--- START ---
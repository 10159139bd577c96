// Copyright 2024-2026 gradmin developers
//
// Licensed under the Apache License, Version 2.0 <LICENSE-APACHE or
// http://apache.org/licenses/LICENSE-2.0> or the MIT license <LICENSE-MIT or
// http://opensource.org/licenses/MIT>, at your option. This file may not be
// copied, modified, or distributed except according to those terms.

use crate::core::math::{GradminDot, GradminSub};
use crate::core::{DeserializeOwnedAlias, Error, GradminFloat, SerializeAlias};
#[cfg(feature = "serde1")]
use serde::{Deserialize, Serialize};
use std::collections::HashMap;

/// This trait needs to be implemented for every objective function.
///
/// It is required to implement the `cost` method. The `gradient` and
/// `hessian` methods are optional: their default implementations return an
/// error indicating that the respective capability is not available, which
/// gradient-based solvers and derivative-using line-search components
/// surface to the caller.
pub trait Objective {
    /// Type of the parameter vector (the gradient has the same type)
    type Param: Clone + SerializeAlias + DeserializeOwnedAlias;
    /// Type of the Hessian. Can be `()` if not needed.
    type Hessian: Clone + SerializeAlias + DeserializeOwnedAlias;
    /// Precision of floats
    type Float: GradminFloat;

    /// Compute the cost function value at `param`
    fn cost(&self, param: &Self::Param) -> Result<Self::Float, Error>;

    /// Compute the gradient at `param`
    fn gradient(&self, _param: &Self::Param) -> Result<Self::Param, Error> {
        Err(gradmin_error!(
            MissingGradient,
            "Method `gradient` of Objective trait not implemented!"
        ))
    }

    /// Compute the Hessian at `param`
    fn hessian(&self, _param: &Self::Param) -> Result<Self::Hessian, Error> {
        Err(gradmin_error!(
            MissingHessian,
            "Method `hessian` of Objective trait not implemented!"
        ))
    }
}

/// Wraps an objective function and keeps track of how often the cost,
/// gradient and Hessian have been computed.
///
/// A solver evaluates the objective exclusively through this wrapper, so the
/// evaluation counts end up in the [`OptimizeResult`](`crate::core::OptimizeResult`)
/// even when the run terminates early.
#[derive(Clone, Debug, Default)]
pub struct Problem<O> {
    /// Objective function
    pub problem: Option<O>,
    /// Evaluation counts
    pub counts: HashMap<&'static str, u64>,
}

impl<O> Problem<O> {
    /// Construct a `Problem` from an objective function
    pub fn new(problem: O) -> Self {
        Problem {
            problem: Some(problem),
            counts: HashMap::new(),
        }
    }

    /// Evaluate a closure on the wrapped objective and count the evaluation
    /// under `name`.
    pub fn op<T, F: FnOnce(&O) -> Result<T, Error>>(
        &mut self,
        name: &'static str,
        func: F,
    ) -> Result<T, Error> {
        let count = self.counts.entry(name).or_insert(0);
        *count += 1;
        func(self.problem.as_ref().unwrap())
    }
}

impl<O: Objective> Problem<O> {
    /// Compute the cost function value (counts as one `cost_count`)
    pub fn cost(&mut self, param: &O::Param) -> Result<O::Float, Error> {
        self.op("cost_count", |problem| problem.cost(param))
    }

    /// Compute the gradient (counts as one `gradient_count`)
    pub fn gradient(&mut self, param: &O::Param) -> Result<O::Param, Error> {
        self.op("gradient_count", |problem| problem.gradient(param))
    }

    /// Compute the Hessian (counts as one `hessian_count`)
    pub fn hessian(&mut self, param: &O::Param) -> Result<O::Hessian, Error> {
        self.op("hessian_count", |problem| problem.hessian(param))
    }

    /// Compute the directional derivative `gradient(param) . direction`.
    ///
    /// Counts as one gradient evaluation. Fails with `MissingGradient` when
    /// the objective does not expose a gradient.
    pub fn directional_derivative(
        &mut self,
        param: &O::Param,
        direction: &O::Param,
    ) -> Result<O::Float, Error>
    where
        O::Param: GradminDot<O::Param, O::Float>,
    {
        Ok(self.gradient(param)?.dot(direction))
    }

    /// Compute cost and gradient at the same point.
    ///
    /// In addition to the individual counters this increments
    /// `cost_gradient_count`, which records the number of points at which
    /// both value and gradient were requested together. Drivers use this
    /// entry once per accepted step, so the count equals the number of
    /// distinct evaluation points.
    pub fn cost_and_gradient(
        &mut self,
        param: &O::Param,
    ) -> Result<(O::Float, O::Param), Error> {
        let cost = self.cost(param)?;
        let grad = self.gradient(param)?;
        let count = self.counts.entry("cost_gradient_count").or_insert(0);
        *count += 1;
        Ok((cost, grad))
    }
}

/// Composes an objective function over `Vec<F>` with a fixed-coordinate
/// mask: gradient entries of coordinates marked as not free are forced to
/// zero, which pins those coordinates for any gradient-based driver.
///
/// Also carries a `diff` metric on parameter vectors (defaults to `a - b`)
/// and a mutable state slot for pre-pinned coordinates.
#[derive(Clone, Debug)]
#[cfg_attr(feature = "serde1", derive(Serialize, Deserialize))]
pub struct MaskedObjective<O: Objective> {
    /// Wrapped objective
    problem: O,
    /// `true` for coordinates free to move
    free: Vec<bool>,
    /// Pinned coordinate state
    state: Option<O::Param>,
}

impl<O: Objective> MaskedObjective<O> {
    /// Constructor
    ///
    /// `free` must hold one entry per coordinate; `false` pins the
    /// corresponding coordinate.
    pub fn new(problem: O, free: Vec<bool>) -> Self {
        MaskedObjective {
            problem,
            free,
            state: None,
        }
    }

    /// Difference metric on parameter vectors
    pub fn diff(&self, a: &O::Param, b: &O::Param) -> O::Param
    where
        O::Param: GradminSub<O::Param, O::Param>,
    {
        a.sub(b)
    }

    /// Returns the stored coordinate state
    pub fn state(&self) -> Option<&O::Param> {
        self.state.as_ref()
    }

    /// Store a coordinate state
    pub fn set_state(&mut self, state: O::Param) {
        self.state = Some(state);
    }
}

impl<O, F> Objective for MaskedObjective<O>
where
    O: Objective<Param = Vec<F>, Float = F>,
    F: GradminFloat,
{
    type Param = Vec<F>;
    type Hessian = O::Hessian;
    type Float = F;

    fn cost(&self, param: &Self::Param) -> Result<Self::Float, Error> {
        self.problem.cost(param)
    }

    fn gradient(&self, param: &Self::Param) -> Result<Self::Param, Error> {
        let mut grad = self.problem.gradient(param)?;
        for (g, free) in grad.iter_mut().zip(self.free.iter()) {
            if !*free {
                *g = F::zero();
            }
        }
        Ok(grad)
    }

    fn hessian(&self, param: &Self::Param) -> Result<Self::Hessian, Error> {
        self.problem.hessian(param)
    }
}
--- END ---
Activity:
What you write must match the material above exactly and in full.

Reply to the task:
repository 10159139bd577c96
// Copyright 2024-2026 gradmin developers
//
// Licensed under the Apache License, Version 2.0 <LICENSE-APACHE or
// http://apache.org/licenses/LICENSE-2.0> or the MIT license <LICENSE-MIT or
// http://opensource.org/licenses/MIT>, at your option. This file may not be
// copied, modified, or distributed except according to those terms.

use crate::core::math::{GradminDot, GradminSub};
use crate::core::{DeserializeOwnedAlias, Error, GradminFloat, SerializeAlias};
#[cfg(feature = "serde1")]
use serde::{Deserialize, Serialize};
use std::collections::HashMap;

/// This trait needs to be implemented for every objective function.
///
/// It is required to implement the `cost` method. The `gradient` and
/// `hessian` methods are optional: their default implementations return an
/// error indicating that the respective capability is not available, which
/// gradient-based solvers and derivative-using line-search components
/// surface to the caller.
pub trait Objective {
    /// Type of the parameter vector (the gradient has the same type)
    type Param: Clone + SerializeAlias + DeserializeOwnedAlias;
    /// Type of the Hessian. Can be `()` if not needed.
    type Hessian: Clone + SerializeAlias + DeserializeOwnedAlias;
    /// Precision of floats
    type Float: GradminFloat;

    /// Compute the cost function value at `param`
    fn cost(&self, param: &Self::Param) -> Result<Self::Float, Error>;

    /// Compute the gradient at `param`
    fn gradient(&self, _param: &Self::Param) -> Result<Self::Param, Error> {
        Err(gradmin_error!(
            MissingGradient,
            "Method `gradient` of Objective trait not implemented!"
        ))
    }

    /// Compute the Hessian at `param`
    fn hessian(&self, _param: &Self::Param) -> Result<Self::Hessian, Error> {
        Err(gradmin_error!(
            MissingHessian,
            "Method `hessian` of Objective trait not implemented!"
        ))
    }
}

/// Wraps an objective function and keeps track of how often the cost,
/// gradient and Hessian have been computed.
///
/// A solver evaluates the objective exclusively through this wrapper, so the
/// evaluation counts end up in the [`OptimizeResult`](`crate::core::OptimizeResult`)
/// even when the run terminates early.
#[derive(Clone, Debug, Default)]
pub struct Problem<O> {
    /// Objective function
    pub problem: Option<O>,
    /// Evaluation counts
    pub counts: HashMap<&'static str, u64>,
}

impl<O> Problem<O> {
    /// Construct a `Problem` from an objective function
    pub fn new(problem: O) -> Self {
        Problem {
            problem: Some(problem),
            counts: HashMap::new(),
        }
    }

    /// Evaluate a closure on the wrapped objective and count the evaluation
    /// under `name`.
    pub fn op<T, F: FnOnce(&O) -> Result<T, Error>>(
        &mut self,
        name: &'static str,
        func: F,
    ) -> Result<T, Error> {
        let count = self.counts.entry(name).or_insert(0);
        *count += 1;
        func(self.problem.as_ref().unwrap())
    }
}

impl<O: Objective> Problem<O> {
    /// Compute the cost function value (counts as one `cost_count`)
    pub fn cost(&mut self, param: &O::Param) -> Result<O::Float, Error> {
        self.op("cost_count", |problem| problem.cost(param))
    }

    /// Compute the gradient (counts as one `gradient_count`)
    pub fn gradient(&mut self, param: &O::Param) -> Result<O::Param, Error> {
        self.op("gradient_count", |problem| problem.gradient(param))
    }

    /// Compute the Hessian (counts as one `hessian_count`)
    pub fn hessian(&mut self, param: &O::Param) -> Result<O::Hessian, Error> {
        self.op("hessian_count", |problem| problem.hessian(param))
    }

    /// Compute the directional derivative `gradient(param) . direction`.
    ///
    /// Counts as one gradient evaluation. Fails with `MissingGradient` when
    /// the objective does not expose a gradient.
    pub fn directional_derivative(
        &mut self,
        param: &O::Param,
        direction: &O::Param,
    ) -> Result<O::Float, Error>
    where
        O::Param: GradminDot<O::Param, O::Float>,
    {
        Ok(self.gradient(param)?.dot(direction))
    }

    /// Compute cost and gradient at the same point.
    ///
    /// In addition to the individual counters this increments
    /// `cost_gradient_count`, which records the number of points at which
    /// both value and gradient were requested together. Drivers use this
    /// entry once per accepted step, so the count equals the number of
    /// distinct evaluation points.
    pub fn cost_and_gradient(
        &mut self,
        param: &O::Param,
    ) -> Result<(O::Float, O::Param), Error> {
        let cost = self.cost(param)?;
        let grad = self.gradient(param)?;
        let count = self.counts.entry("cost_gradient_count").or_insert(0);
        *count += 1;
        Ok((cost, grad))
    }
}

/// Composes an objective function over `Vec<F>` with a fixed-coordinate
/// mask: gradient entries of coordinates marked as not free are forced to
/// zero, which pins those coordinates for any gradient-based driver.
///
/// Also carries a `diff` metric on parameter vectors (defaults to `a - b`)
/// and a mutable state slot for pre-pinned coordinates.
#[derive(Clone, Debug)]
#[cfg_attr(feature = "serde1", derive(Serialize, Deserialize))]
pub struct MaskedObjective<O: Objective> {
    /// Wrapped objective
    problem: O,
    /// `true` for coordinates free to move
    free: Vec<bool>,
    /// Pinned coordinate state
    state: Option<O::Param>,
}

impl<O: Objective> MaskedObjective<O> {
    /// Constructor
    ///
    /// `free` must hold one entry per coordinate; `false` pins the
    /// corresponding coordinate.
    pub fn new(problem: O, free: Vec<bool>) -> Self {
        MaskedObjective {
            problem,
            free,
            state: None,
        }
    }

    /// Difference metric on parameter vectors
    pub fn diff(&self, a: &O::Param, b: &O::Param) -> O::Param
    where
        O::Param: GradminSub<O::Param, O::Param>,
    {
        a.sub(b)
    }

    /// Returns the stored coordinate state
    pub fn state(&self) -> Option<&O::Param> {
        self.state.as_ref()
    }

    /// Store a coordinate state
    pub fn set_state(&mut self, state: O::Param) {
        self.state = Some(state);
    }
}

impl<O, F> Objective for MaskedObjective<O>
where
    O: Objective<Param = Vec<F>, Float = F>,
    F: GradminFloat,
{
    type Param = Vec<F>;
    type Hessian = O::Hessian;
    type Float = F;

    fn cost(&self, param: &Self::Param) -> Result<Self::Float, Error> {
        self.problem.cost(param)
    }

    fn gradient(&self, param: &Self::Param) -> Result<Self::Param, Error> {
        let mut grad = self.problem.gradient(param)?;
        for (g, free) in grad.iter_mut().zip(self.free.iter()) {
            if !*free {
                *g = F::zero();
            }
        }
        Ok(grad)
    }

    fn hessian(&self, param: &Self::Param) -> Result<Self::Hessian, Error> {
        self.problem.hessian(param)
    }
}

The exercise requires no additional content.